5 thoughts on “3 B-Movie Young Earth Ideas That Would Melt The Planet

  1. datadroid

    Don’t forget asteroid impacts and cellular respiration of all the fossil animals (I suspect, though I’m not sure how to run the numbers on that).


    1. Mark Isaak mentioned meteorite impacts in his Talk Origins article, but I haven’t seen the numbers run anywhere. I don’t think I’ve even heard of someone beginning to run numbers on the required cellular respiration, but that’s a cool point too!

      I guess you could probably get a decent ballpark estimate for meteors by assuming lunar impacts as equal in size and frequency. I’m not sure how you could calculate the number of cells that ever lived to estimate respiration energy.


      1. datadroid

        Joel Duff at thenaturalhistorian.com has this piece which notes the incredible numbers of fossilized remains: https://thenaturalhistorian.com/2016/10/24/quadrillions-quintillions-and-beyond-the-vast-fossil-record-refutes-the-global-flood-narrative/

        Even counting only those organisms which are preserved as fossils (ignoring all those which surely escaped preservation), I suspect the heat from cellular respiration is still sufficient to at least boil the oceans.

        The calculations would be something like this:
        Total biomass of fossils as living organisms x average heat released per kilogram of respiring cells x 1500 years (creation until the flood) = average joules per year.


  2. paleomalacologist

    Although it won’t affect the order of magnitude of the problem, the particular starting materials for making the calcite will affect the amount of heat released by the process.

    Speeding up plate tectonics in order to have a significant amount of plate motion during the Flood would require correspondingly more energy powering it (going from about 5 cm per year to about 70 km/h, if only Phanerozoic motion is included). The waste heat would probably vaporize the ocean before the tsunamis could sink the ark.

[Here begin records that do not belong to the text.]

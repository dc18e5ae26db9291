//! Configuration discovery and loading
//!
//! This module handles the configuration discovery hierarchy:
//! 1. Explicit path given with `--config`
//! 2. Current directory: ./sandbox-server.toml or ./.sandbox-server/config.toml
//! 3. User config: ~/.sandbox-server/config.toml
//! 4. System config: /etc/sandbox-server/config.toml
//! 5. Built-in defaults
//!
//! Command line overrides are applied on top of whichever source won.

use crate::container::ContainerOrchestratorConfig;
use crate::env;
use crate::session::SessionManagerConfig;
use serde::{Deserialize, Serialize};
use std::env as std_env;
use std::fs;
use std::path::{Path, PathBuf};
use std::time::Duration;
use tracing::{debug, info};

/// Filter used when neither `RUST_LOG` nor the configuration set one
pub const DEFAULT_LOG_FILTER: &str = "sandbox_server=info";

#[derive(Debug, thiserror::Error)]
pub enum ConfigError {
    #[error("failed to read {}: {source}", path.display())]
    Read {
        path: PathBuf,
        #[source]
        source: std::io::Error,
    },

    #[error("failed to parse {}: {source}", path.display())]
    Parse {
        path: PathBuf,
        #[source]
        source: toml::de::Error,
    },

    #[error("failed to serialize configuration: {0}")]
    Serialize(#[from] toml::ser::Error),

    #[error("failed to write {}: {source}", path.display())]
    Write {
        path: PathBuf,
        #[source]
        source: std::io::Error,
    },

    #[error("invalid configuration: {0}")]
    Invalid(String),
}

#[derive(Debug, Clone, PartialEq, Eq, Serialize, Deserialize)]
#[serde(default)]
pub struct RuntimeSettings {
    /// Pull images that are not present locally
    pub auto_pull: bool,
    /// Container names are `<name_prefix>-<uuid>`
    pub name_prefix: String,
    /// Graceful stop bound used by `exit_container`
    pub stop_timeout_secs: u64,
}

impl Default for RuntimeSettings {
    fn default() -> Self {
        Self {
            auto_pull: true,
            name_prefix: "sandbox".to_string(),
            stop_timeout_secs: 10,
        }
    }
}

#[derive(Debug, Clone, Default, PartialEq, Eq, Serialize, Deserialize)]
#[serde(default)]
pub struct WorkspaceSettings {
    /// Parent of ephemeral staging directories; the OS temp dir when unset
    pub staging_root: Option<PathBuf>,
}

#[derive(Debug, Clone, PartialEq, Eq, Serialize, Deserialize)]
#[serde(default)]
pub struct DownloadSettings {
    pub timeout_secs: u64,
    pub user_agent: String,
}

impl Default for DownloadSettings {
    fn default() -> Self {
        Self {
            timeout_secs: 60,
            user_agent: format!("{}/{}", env::SERVER_NAME, env!("CARGO_PKG_VERSION")),
        }
    }
}

#[derive(Debug, Clone, Default, PartialEq, Eq, Serialize, Deserialize)]
#[serde(default)]
pub struct ServerSettings {
    /// Tear down transient sessions when the server stops
    pub cleanup_on_shutdown: bool,
    pub log_filter: Option<String>,
}

/// Complete server configuration.
#[derive(Debug, Clone, Default, PartialEq, Eq, Serialize, Deserialize)]
#[serde(default)]
pub struct ServerConfig {
    pub runtime: RuntimeSettings,
    pub workspace: WorkspaceSettings,
    pub download: DownloadSettings,
    pub server: ServerSettings,
}

/// Values given on the command line, applied over the loaded configuration.
#[derive(Debug, Clone, Default)]
pub struct ConfigOverrides {
    pub staging_root: Option<PathBuf>,
    pub download_timeout_secs: Option<u64>,
    pub stop_timeout_secs: Option<u64>,
    pub log_filter: Option<String>,
}

impl ServerConfig {
    /// Load from TOML file
    pub fn from_toml_file<P: AsRef<Path>>(path: P) -> Result<Self, ConfigError> {
        let path = path.as_ref();
        let content = fs::read_to_string(path).map_err(|source| ConfigError::Read {
            path: path.to_path_buf(),
            source,
        })?;
        let config: ServerConfig = toml::from_str(&content).map_err(|source| ConfigError::Parse {
            path: path.to_path_buf(),
            source,
        })?;
        config.validate()?;
        Ok(config)
    }

    pub fn to_toml_string(&self) -> Result<String, ConfigError> {
        Ok(toml::to_string_pretty(self)?)
    }

    /// Save to TOML file
    pub fn to_toml_file<P: AsRef<Path>>(&self, path: P) -> Result<(), ConfigError> {
        let path = path.as_ref();
        fs::write(path, self.to_toml_string()?).map_err(|source| ConfigError::Write {
            path: path.to_path_buf(),
            source,
        })
    }

    pub fn validate(&self) -> Result<(), ConfigError> {
        if self.runtime.name_prefix.trim().is_empty() {
            return Err(ConfigError::Invalid(
                "runtime.name_prefix must not be empty".to_string(),
            ));
        }
        if self.download.timeout_secs == 0 {
            return Err(ConfigError::Invalid(
                "download.timeout_secs must be greater than zero".to_string(),
            ));
        }
        Ok(())
    }

    pub fn apply_overrides(&mut self, overrides: &ConfigOverrides) -> Result<(), ConfigError> {
        if let Some(root) = &overrides.staging_root {
            self.workspace.staging_root = Some(root.clone());
        }
        if let Some(secs) = overrides.download_timeout_secs {
            self.download.timeout_secs = secs;
        }
        if let Some(secs) = overrides.stop_timeout_secs {
            self.runtime.stop_timeout_secs = secs;
        }
        if let Some(filter) = &overrides.log_filter {
            self.server.log_filter = Some(filter.clone());
        }
        self.validate()
    }

    pub fn staging_root(&self) -> PathBuf {
        self.workspace
            .staging_root
            .clone()
            .unwrap_or_else(std_env::temp_dir)
    }

    pub fn download_timeout(&self) -> Duration {
        Duration::from_secs(self.download.timeout_secs)
    }

    pub fn log_filter(&self) -> &str {
        self.server.log_filter.as_deref().unwrap_or(DEFAULT_LOG_FILTER)
    }

    pub fn orchestrator_config(&self) -> ContainerOrchestratorConfig {
        ContainerOrchestratorConfig {
            auto_pull: self.runtime.auto_pull,
            name_prefix: self.runtime.name_prefix.clone(),
        }
    }

    pub fn session_manager_config(&self) -> SessionManagerConfig {
        SessionManagerConfig {
            stop_timeout: Duration::from_secs(self.runtime.stop_timeout_secs),
            cleanup_on_shutdown: self.server.cleanup_on_shutdown,
        }
    }
}

/// Configuration discovery system
pub struct ConfigDiscovery;

impl ConfigDiscovery {
    /// Load the explicit file if given, else the first file found in the
    /// hierarchy, else the defaults.
    pub fn discover_config(explicit: Option<&Path>) -> Result<ServerConfig, ConfigError> {
        if let Some(path) = explicit {
            info!("Loading configuration override from: {:?}", path);
            return ServerConfig::from_toml_file(path);
        }

        if let Some(config_path) = Self::find_config_file() {
            info!("Loading configuration from: {:?}", config_path);
            return ServerConfig::from_toml_file(config_path);
        }

        info!("No configuration file found, using defaults");
        Ok(ServerConfig::default())
    }

    /// Find configuration file using discovery hierarchy
    pub fn find_config_file() -> Option<PathBuf> {
        for candidate in Self::get_config_candidates() {
            debug!("Checking for config file: {:?}", candidate);
            if candidate.is_file() {
                debug!("Found config file: {:?}", candidate);
                return Some(candidate);
            }
        }

        debug!("No config file found in discovery hierarchy");
        None
    }

    fn get_config_candidates() -> Vec<PathBuf> {
        let current_dir = std_env::current_dir().ok();
        let home_dir = Self::get_home_dir();
        Self::candidates(current_dir.as_deref(), home_dir.as_deref())
    }

    /// Configuration file candidates in priority order
    fn candidates(current_dir: Option<&Path>, home_dir: Option<&Path>) -> Vec<PathBuf> {
        let mut candidates = Vec::new();

        if let Some(current_dir) = current_dir {
            candidates.push(current_dir.join(env::LOCAL_CONFIG_FILE_NAME));
            candidates.push(env::local_config_file_path(current_dir));
        }

        if let Some(home_dir) = home_dir {
            candidates.push(env::user_config_file_path(home_dir));
        }

        #[cfg(unix)]
        candidates.push(PathBuf::from("/etc").join(env::SERVER_NAME).join(env::CONFIG_FILE_NAME));

        candidates
    }

    fn get_home_dir() -> Option<PathBuf> {
        std_env::var("HOME")
            .ok()
            .or_else(|| std_env::var("USERPROFILE").ok())
            .map(PathBuf::from)
    }

    /// Show configuration discovery information for debugging
    pub fn show_discovery_info(explicit: Option<&Path>, effective: &ServerConfig) {
        println!("Configuration Discovery Hierarchy:");
        println!();

        if let Some(path) = explicit {
            println!("  0. {:?} - --config", path);
        }

        for (i, candidate) in Self::get_config_candidates().iter().enumerate() {
            let status = if candidate.exists() {
                if candidate.is_file() {
                    "EXISTS"
                } else {
                    "NOT A FILE"
                }
            } else {
                "NOT FOUND"
            };

            println!("  {}. {:?} - {}", i + 1, candidate, status);
        }

        println!();
        match explicit
            .map(Path::to_path_buf)
            .or_else(Self::find_config_file)
        {
            Some(path) => println!("Active configuration: {:?}", path),
            None => println!("Active configuration: Built-in defaults"),
        }

        println!();
        match effective.to_toml_string() {
            Ok(toml) => println!("{toml}"),
            Err(e) => println!("(could not render configuration: {e})"),
        }
    }
}

#[cfg(test)]
mod tests {
    use super::*;
    use tempfile::TempDir;

    #[test]
    fn test_defaults() {
        let config = ServerConfig::default();
        assert!(config.runtime.auto_pull);
        assert_eq!(config.runtime.name_prefix, "sandbox");
        assert_eq!(config.session_manager_config().stop_timeout, Duration::from_secs(10));
        assert!(!config.session_manager_config().cleanup_on_shutdown);
        assert_eq!(config.download_timeout(), Duration::from_secs(60));
        assert_eq!(config.log_filter(), DEFAULT_LOG_FILTER);
        assert_eq!(config.staging_root(), std_env::temp_dir());
    }

    #[test]
    fn test_partial_file_keeps_defaults() {
        let config: ServerConfig = toml::from_str(
            r#"
            [runtime]
            stop_timeout_secs = 3

            [workspace]
            staging_root = "/var/lib/sandbox"
            "#,
        )
        .unwrap();

        assert_eq!(config.runtime.stop_timeout_secs, 3);
        assert!(config.runtime.auto_pull);
        assert_eq!(config.staging_root(), PathBuf::from("/var/lib/sandbox"));
        assert_eq!(config.download, DownloadSettings::default());
    }

    #[test]
    fn test_config_file_operations() {
        let temp_dir = TempDir::new().unwrap();
        let config_path = temp_dir.path().join("sandbox-server.toml");

        let mut original = ServerConfig::default();
        original.server.cleanup_on_shutdown = true;
        original.to_toml_file(&config_path).unwrap();

        let loaded = ServerConfig::from_toml_file(&config_path).unwrap();
        assert_eq!(loaded, original);
    }

    #[test]
    fn test_invalid_files_are_reported() {
        let temp_dir = TempDir::new().unwrap();

        let broken = temp_dir.path().join("broken.toml");
        fs::write(&broken, "[runtime\nauto_pull = ").unwrap();
        assert!(matches!(
            ServerConfig::from_toml_file(&broken),
            Err(ConfigError::Parse { .. })
        ));

        let zero = temp_dir.path().join("zero.toml");
        fs::write(&zero, "[download]\ntimeout_secs = 0\n").unwrap();
        assert!(matches!(
            ServerConfig::from_toml_file(&zero),
            Err(ConfigError::Invalid(_))
        ));

        assert!(matches!(
            ConfigDiscovery::discover_config(Some(&temp_dir.path().join("missing.toml"))),
            Err(ConfigError::Read { .. })
        ));
    }

    #[test]
    fn test_overrides() {
        let mut config = ServerConfig::default();
        config
            .apply_overrides(&ConfigOverrides {
                staging_root: Some(PathBuf::from("/scratch")),
                download_timeout_secs: Some(5),
                stop_timeout_secs: Some(1),
                log_filter: Some("debug".to_string()),
            })
            .unwrap();

        assert_eq!(config.staging_root(), PathBuf::from("/scratch"));
        assert_eq!(config.download_timeout(), Duration::from_secs(5));
        assert_eq!(config.session_manager_config().stop_timeout, Duration::from_secs(1));
        assert_eq!(config.log_filter(), "debug");
    }

    #[test]
    fn test_config_candidates() {
        let candidates = ConfigDiscovery::candidates(
            Some(Path::new("/project")),
            Some(Path::new("/home/user")),
        );

        assert_eq!(candidates[0], PathBuf::from("/project/sandbox-server.toml"));
        assert_eq!(
            candidates[1],
            PathBuf::from("/project/.sandbox-server/config.toml")
        );
        assert_eq!(
            candidates[2],
            PathBuf::from("/home/user/.sandbox-server/config.toml")
        );
    }
}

    Merely supplying and removing the amount of water invoked in most global flood scenarios would put out enough waste heat to boil the oceans.


    1. Just moving the water and landmass are great points too. What I love about these heat problems is that they are so simple and straightforward that I don’t think much science education is needed to appreciate them. Gives me hope for good conversations with layperson flood advocates.